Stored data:
// covenant_server/src/web/handlers/admin_handlers.rs

//! Back-office endpoints. Every handler takes an [`AdminSession`], so a
//! request without a live session is turned away with 401 before it runs.

use actix_web::{web, HttpResponse};
use covenant::models::{NewItem, NewPaymentMethod, OrderStatus, PaymentMethodPatch, RegistrationStatus};
use serde::Deserialize;
use serde_json::json;
use tracing::{info, instrument, warn};
use uuid::Uuid;

use crate::errors::AppError;
use crate::services::templates;
use crate::state::AppState;
use crate::web::handlers::extractors::AdminSession;

#[derive(Deserialize, Debug)]
pub struct RegistrationStatusPayload {
  pub status: RegistrationStatus,
}

#[derive(Deserialize, Debug)]
pub struct OrderStatusPayload {
  pub status: OrderStatus,
}

#[derive(Deserialize, Debug, Default)]
#[serde(rename_all = "camelCase", default)]
pub struct AdminMessagePayload {
  pub to: String,
  pub subject: String,
  pub message: String,
  pub applicant_name: String,
}

// --- Registrations ---

#[instrument(name = "handler::admin::list_registrations", skip_all)]
pub async fn list_registrations_handler(
  app_state: web::Data<AppState>,
  _session: AdminSession,
) -> Result<HttpResponse, AppError> {
  let registrations = app_state.stores.registrations.list().await?;
  Ok(HttpResponse::Ok().json(registrations))
}

#[instrument(name = "handler::admin::update_registration_status", skip(app_state, _session, req_payload))]
pub async fn update_registration_status_handler(
  app_state: web::Data<AppState>,
  _session: AdminSession,
  registration_id: web::Path<Uuid>,
  req_payload: web::Json<RegistrationStatusPayload>,
) -> Result<HttpResponse, AppError> {
  let id = registration_id.into_inner();
  let updated = app_state
    .stores
    .registrations
    .update_status(id, req_payload.status)
    .await?
    .ok_or_else(|| AppError::not_found("Registration not found."))?;
  info!(registration_id = %id, status = ?updated.status, "Registration status updated.");
  Ok(HttpResponse::Ok().json(updated))
}

// --- Items ---

#[instrument(name = "handler::admin::list_items", skip_all)]
pub async fn list_items_handler(
  app_state: web::Data<AppState>,
  _session: AdminSession,
) -> Result<HttpResponse, AppError> {
  let items = app_state.stores.items.list().await?;
  Ok(HttpResponse::Ok().json(items))
}

#[instrument(name = "handler::admin::create_item", skip_all)]
pub async fn create_item_handler(
  app_state: web::Data<AppState>,
  _session: AdminSession,
  req_payload: web::Json<NewItem>,
) -> Result<HttpResponse, AppError> {
  let new = req_payload.into_inner();
  if new.name.trim().is_empty() || new.description.trim().is_empty() {
    return Err(AppError::validation("Item name and description are required."));
  }
  if new.price_cents < 0 {
    return Err(AppError::validation("Item price cannot be negative."));
  }

  let item = app_state.stores.items.create(new).await?;
  info!(item_id = %item.id, "Item added to catalog.");
  Ok(HttpResponse::Created().json(item))
}

#[instrument(name = "handler::admin::delete_item", skip(app_state, _session))]
pub async fn delete_item_handler(
  app_state: web::Data<AppState>,
  _session: AdminSession,
  item_id: web::Path<Uuid>,
) -> Result<HttpResponse, AppError> {
  if !app_state.stores.items.delete(item_id.into_inner()).await? {
    return Err(AppError::not_found("Item not found."));
  }
  Ok(HttpResponse::Ok().json(json!({ "message": "Item deleted." })))
}

// --- Orders ---

#[instrument(name = "handler::admin::list_orders", skip_all)]
pub async fn list_orders_handler(
  app_state: web::Data<AppState>,
  _session: AdminSession,
) -> Result<HttpResponse, AppError> {
  let orders = app_state.stores.orders.list_details().await?;
  Ok(HttpResponse::Ok().json(orders))
}

#[instrument(name = "handler::admin::update_order_status", skip(app_state, _session, req_payload))]
pub async fn update_order_status_handler(
  app_state: web::Data<AppState>,
  _session: AdminSession,
  order_id: web::Path<Uuid>,
  req_payload: web::Json<OrderStatusPayload>,
) -> Result<HttpResponse, AppError> {
  let id = order_id.into_inner();
  let updated = app_state
    .stores
    .orders
    .update_status(id, req_payload.status)
    .await?
    .ok_or_else(|| AppError::not_found("Order not found."))?;
  info!(order_number = %updated.order_number, status = ?updated.status, "Order status updated.");
  Ok(HttpResponse::Ok().json(updated))
}

// --- Payment methods ---

#[instrument(name = "handler::admin::list_payment_methods", skip_all)]
pub async fn list_payment_methods_handler(
  app_state: web::Data<AppState>,
  _session: AdminSession,
) -> Result<HttpResponse, AppError> {
  let methods = app_state.stores.payment_methods.list_all().await?;
  Ok(HttpResponse::Ok().json(methods))
}

#[instrument(name = "handler::admin::create_payment_method", skip_all)]
pub async fn create_payment_method_handler(
  app_state: web::Data<AppState>,
  _session: AdminSession,
  req_payload: web::Json<NewPaymentMethod>,
) -> Result<HttpResponse, AppError> {
  let new = req_payload.into_inner();
  if new.name.trim().is_empty() {
    return Err(AppError::validation("Payment method name is required."));
  }
  let method = app_state.stores.payment_methods.create(new).await?;
  Ok(HttpResponse::Created().json(method))
}

#[instrument(name = "handler::admin::update_payment_method", skip(app_state, _session, req_payload))]
pub async fn update_payment_method_handler(
  app_state: web::Data<AppState>,
  _session: AdminSession,
  method_id: web::Path<Uuid>,
  req_payload: web::Json<PaymentMethodPatch>,
) -> Result<HttpResponse, AppError> {
  let patch = req_payload.into_inner();
  if patch.name.as_deref().is_some_and(|name| name.trim().is_empty()) {
    return Err(AppError::validation("Payment method name cannot be blank."));
  }
  let method = app_state
    .stores
    .payment_methods
    .update(method_id.into_inner(), patch)
    .await?
    .ok_or_else(|| AppError::not_found("Payment method not found."))?;
  Ok(HttpResponse::Ok().json(method))
}

#[instrument(name = "handler::admin::delete_payment_method", skip(app_state, _session))]
pub async fn delete_payment_method_handler(
  app_state: web::Data<AppState>,
  _session: AdminSession,
  method_id: web::Path<Uuid>,
) -> Result<HttpResponse, AppError> {
  if !app_state.stores.payment_methods.delete(method_id.into_inner()).await? {
    return Err(AppError::not_found("Payment method not found."));
  }
  Ok(HttpResponse::Ok().json(json!({ "message": "Payment method deleted." })))
}

// --- Messaging ---

/// Sends a themed message to an applicant. The delivery report is the
/// response body; a failed delivery is not an HTTP error.
#[instrument(name = "handler::admin::message", skip_all)]
pub async fn send_message_handler(
  app_state: web::Data<AppState>,
  _session: AdminSession,
  req_payload: web::Json<AdminMessagePayload>,
) -> Result<HttpResponse, AppError> {
  let payload = req_payload.into_inner();
  if payload.to.trim().is_empty() || payload.subject.trim().is_empty() || payload.message.trim().is_empty() {
    return Err(AppError::validation("Recipient, subject and message are required."));
  }

  let html = templates::admin_message(&payload.applicant_name, &payload.message);
  let subject = templates::header_text(&payload.subject);
  let report = app_state.mailer.send(payload.to.trim(), &subject, &html).await;
  if !report.success {
    warn!(error = ?report.error, "Admin message could not be delivered.");
  }
  Ok(HttpResponse::Ok().json(report))
}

WORK INSTRUCTIONS: Return, line for line and unchanged, the data from its first line through the line containing "use serde_json::json;".

RESULT:
// covenant_server/src/web/handlers/admin_handlers.rs

//! Back-office endpoints. Every handler takes an [`AdminSession`], so a
//! request without a live session is turned away with 401 before it runs.

use actix_web::{web, HttpResponse};
use covenant::models::{NewItem, NewPaymentMethod, OrderStatus, PaymentMethodPatch, RegistrationStatus};
use serde::Deserialize;
use serde_json::json;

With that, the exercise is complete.